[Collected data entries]
——

use mysql::prelude::*;
use mysql::{Params, Row, Value};

use crate::api::Statement;
use crate::util::transport::{Produce, ProduceTy};
use crate::util::{self, ArrowReader};
use crate::ConnectorError;

pub struct MySQLStatement<'conn, Q: Queryable> {
    pub(super) stmt: mysql::Statement,
    pub(super) queryable: &'conn mut Q,
}

pub(super) fn positional_params(params: &[String]) -> Params {
    if params.is_empty() {
        Params::Empty
    } else {
        Params::Positional(
            params
                .iter()
                .map(|p| Value::Bytes(p.as_bytes().to_vec()))
                .collect(),
        )
    }
}

impl<'conn, Q: Queryable> Statement<'conn> for MySQLStatement<'conn, Q> {
    type Reader<'stmt> = ArrowReader
    where
        Self: 'stmt;

    fn start(
        &mut self,
        params: &[String],
        row_limit: Option<usize>,
    ) -> Result<Self::Reader<'_>, ConnectorError> {
        let mut query_result = self
            .queryable
            .exec_iter(&self.stmt, positional_params(params))?;

        // read the rows into a buffer, stopping at the limit
        let (schema, rows) = {
            let result_set = query_result.iter().ok_or(ConnectorError::NoResultSets)?;
            let schema = super::types::get_result_schema(result_set.columns().as_ref())?;

            let limit = row_limit.unwrap_or(usize::MAX);
            let rows = result_set.take(limit).collect::<Result<Vec<Row>, _>>()?;
            (schema, rows)
        };
        // dropping the result reads and discards rows past the limit
        drop(query_result);

        let row_count = rows.len();
        let mut reader = MySQLRowsReader {
            rows: rows.into_iter(),
        };
        let batches = util::collect_rows_to_arrow(schema.clone(), &mut reader, row_count)?;

        Ok(ArrowReader::new(schema, batches))
    }
}

struct MySQLRowsReader {
    rows: std::vec::IntoIter<Row>,
}

impl<'s> util::RowsReader<'s> for MySQLRowsReader {
    type CellReader<'row> = MySQLCellReader
    where
        Self: 'row;

    fn next_row(&mut self) -> Result<Option<Self::CellReader<'_>>, ConnectorError> {
        Ok(self.rows.next().map(|row| MySQLCellReader { row, cell: 0 }))
    }
}

struct MySQLCellReader {
    row: Row,
    cell: usize,
}

impl<'a> util::CellReader<'a> for MySQLCellReader {
    type CellRef<'cell> = MySQLCellRef<'cell>
    where
        Self: 'cell;

    fn next_cell(&mut self) -> Option<Self::CellRef<'_>> {
        if self.cell >= self.row.len() {
            return None;
        }
        let r = MySQLCellRef {
            row: &mut self.row,
            cell: self.cell,
        };
        self.cell += 1;
        Some(r)
    }
}

#[derive(Debug)]
struct MySQLCellRef<'a> {
    row: &'a mut Row,
    cell: usize,
}

impl<'r> MySQLCellRef<'r> {
    fn take_value(self) -> Value {
        self.row.take(self.cell).unwrap_or(Value::NULL)
    }
}

impl<'r> Produce<'r> for MySQLCellRef<'r> {}

macro_rules! impl_produce_ty {
    ($p: ty, ($($t: ty,)+)) => {
        $(
            impl<'r> ProduceTy<'r, $t> for $p {
                fn produce(self) -> Result<$t, ConnectorError> {
                    let value = self.take_value();
                    if value == Value::NULL {
                        return Err(ConnectorError::DataSchemaMismatch(
                            "NULL in a NOT NULL column".to_string(),
                        ));
                    }
                    Ok(mysql::from_value_opt::<$t>(value)?)
                }
                fn produce_opt(self) -> Result<Option<$t>, ConnectorError> {
                    Ok(mysql::from_value_opt::<Option<$t>>(self.take_value())?)
                }
            }
        )+
    };
}

impl_produce_ty!(
    MySQLCellRef<'r>,
    (
        bool,
        i8,
        i16,
        i32,
        i64,
        u8,
        u16,
        u32,
        u64,
        f32,
        f64,
        Vec<u8>,
    )
);

// Strings are produced from the textual form of any value, because temporal
// and decimal columns are exposed as strings.
impl<'r> ProduceTy<'r, String> for MySQLCellRef<'r> {
    fn produce(self) -> Result<String, ConnectorError> {
        ProduceTy::<String>::produce_opt(self)?.ok_or_else(|| {
            ConnectorError::DataSchemaMismatch("NULL in a NOT NULL column".to_string())
        })
    }

    fn produce_opt(self) -> Result<Option<String>, ConnectorError> {
        Ok(value_to_string(self.take_value()))
    }
}

fn value_to_string(value: Value) -> Option<String> {
    Some(match value {
        Value::NULL => return None,
        Value::Bytes(bytes) => match String::from_utf8(bytes) {
            Ok(s) => s,
            Err(e) => String::from_utf8_lossy(e.as_bytes()).into_owned(),
        },
        Value::Int(v) => v.to_string(),
        Value::UInt(v) => v.to_string(),
        Value::Float(v) => v.to_string(),
        Value::Double(v) => v.to_string(),
        Value::Date(year, month, day, 0, 0, 0, 0) => format!("{year:04}-{month:02}-{day:02}"),
        Value::Date(year, month, day, hour, minute, second, 0) => {
            format!("{year:04}-{month:02}-{day:02} {hour:02}:{minute:02}:{second:02}")
        }
        Value::Date(year, month, day, hour, minute, second, micros) => format!(
            "{year:04}-{month:02}-{day:02} {hour:02}:{minute:02}:{second:02}.{micros:06}"
        ),
        Value::Time(negative, days, hours, minutes, seconds, micros) => {
            let sign = if negative { "-" } else { "" };
            let hours = u32::from(hours) + days * 24;
            if micros == 0 {
                format!("{sign}{hours:02}:{minutes:02}:{seconds:02}")
            } else {
                format!("{sign}{hours:02}:{minutes:02}:{seconds:02}.{micros:06}")
            }
        }
    })
}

——

WORK INSTRUCTION
Which of the lines in the data contain the string "stmt"? Return each one.

RESULT
    pub(super) stmt: mysql::Statement,
    type Reader<'stmt> = ArrowReader
        Self: 'stmt;
            .exec_iter(&self.stmt, positional_params(params))?;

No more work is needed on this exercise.